Preferably, the first housing and the second housing have the same structure and the same size, and the first housing and the second housing form a heat dissipation protection device nested outside the motor body.

Preferably, the first wheel body and the second wheel body respectively form a rotating structure with the first shell and the second shell through connecting shafts, and the anti-slip ring and the third wheel body on the outer sides of the first wheel body and the second wheel body are made of rubber materials.

Preferably, the number of the first wheel body, the second wheel body and the third wheel body is 2, the first wheel body, the second wheel body and the third wheel body are symmetrically distributed about the transverse center line of the rotor, and the first wheel body is connected with the rotor through an anti-skid ring in a fitting manner.

Preferably, the blades are equiangularly distributed on the periphery of the transverse shaft, and the third wheel forms a rotating structure with the first housing and the second housing through the transverse shaft.

Preferably, the ejector rods are respectively and uniformly distributed on the first shell and the second shell, and the ejector rods form a telescopic sliding structure with the mounting groove through the supporting rods and the return springs.

Preferably, the clamping block, the ejector rod and the radiating fins are all made of copper metal materials, the clamping block, the ejector rod and the radiating fins are of an integrated structure, the clamping block is of a concave structure, and the radiating fins are distributed on the ejector rod at equal intervals.

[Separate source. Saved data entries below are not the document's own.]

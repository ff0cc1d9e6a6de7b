//! All internal logic for searching posts on the imageboard and downloading them.
//!
//! The [`FetchQueue`](queue::FetchQueue) only talks to the network through the two traits
//! declared here, [`PostSource`] and [`ImageFetcher`].
use async_trait::async_trait;
use bytes::Bytes;

use self::{error::SourceError, gelbooru::query::SearchRequest, post::error::PostError};
use crate::Post;

pub mod dedup;
pub mod error;
pub mod fetcher;
pub mod gelbooru;
pub mod macros;
pub mod post;
pub mod queue;
pub mod rating;

pub const USER_AGENT: &str = concat!("Downbooru/", env!("CARGO_PKG_VERSION"));

/// One page of search results.
#[derive(Debug, Clone, Default, PartialEq, Eq)]
pub struct Page {
    /// How many entries the imageboard sent back, including the ones that could not become a
    /// [`Post`]. Pagination is decided on this number, not on `posts.len()`.
    pub returned: usize,
    pub posts: Vec<Post>,
}

impl Page {
    pub fn new(posts: Vec<Post>) -> Self {
        Self {
            returned: posts.len(),
            posts,
        }
    }

    #[inline]
    pub fn skipped(&self) -> usize {
        self.returned.saturating_sub(self.posts.len())
    }
}

/// Something that can answer a [`SearchRequest`] with one page of posts.
#[async_trait(?Send)]
pub trait PostSource {
    /// Performs exactly one request. A search with no results is `Ok` with an empty page.
    async fn fetch_page(&self, request: &SearchRequest) -> Result<Page, SourceError>;
}

/// Something that can retrieve the raw bytes behind a post's `file_url`.
#[async_trait(?Send)]
pub trait ImageFetcher {
    async fn fetch_image(&self, file_url: &str) -> Result<Bytes, PostError>;
}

Preferably, the heat conduction columns are uniformly distributed on the first shell and the second shell respectively, heat conduction rods are uniformly distributed on the heat conduction columns, and the heat conduction columns are welded with the first shell, the second shell and the connecting rod respectively.

Compared with the prior art, the invention has the beneficial effects that: the water circulation heat dissipation structure is driven by the power of the motor;

1. after the first shell and the second shell are installed, the first wheel bodies on the first shell and the second shell are attached to the outer surface of the rotor, so that when the motor works, the first wheel bodies can be pushed to rotate by utilizing the power of the rotor, the first wheel bodies can drive relevant parts of the heat dissipation structure to work conveniently, water circulation cooling is finished conveniently, the need of using an independent power source for driving is avoided, the power is utilized fully, and the waste of power energy is avoided;

2. when the first wheel body rotates, the first wheel body pushes the third wheel body to rotate through the second wheel body, and the rotating directions of the third wheel body in the first shell and the second shell are the same, so that the third wheel body conveniently drives the blade plates to rotate in the same direction through the transverse shaft, the blade plates can push water in the circulating pipes, and the purpose of cooling water circulating flow is finally completed;

3. reset spring can promote the ejector pin and stretch out the mounting groove, and the ejector pin then can drive the grip block card of "concave" style of calligraphy structure on the heat dissipation muscle on motor body surface, so grip block and the ejector pin of copper metal material can carry out quick guide to the heat on the motor body and shift, conveniently shift the heat to the fin on the ejector pin on, be favorable to the cooling water in the circulation pipe to eliminate the heat on the fin, promoted cooling rate and improved the cooling effect.

Drawings

FIG. 1 is a schematic view of the overall structure of the present invention;

FIG. 2 is a schematic side-sectional structure view of the first wheel, the second wheel and the third wheel according to the present invention;

FIG. 3 is a schematic side sectional view of a first housing and a second housing of the present invention;

FIG. 4 is an enlarged view of the structure at A in FIG. 3 according to the present invention;

FIG. 5 is a schematic view of a connection structure of a heat dissipation frame and a heat dissipation plate according to the present invention;

fig. 6 is a schematic view of a heat-conducting pillar structure according to the present invention.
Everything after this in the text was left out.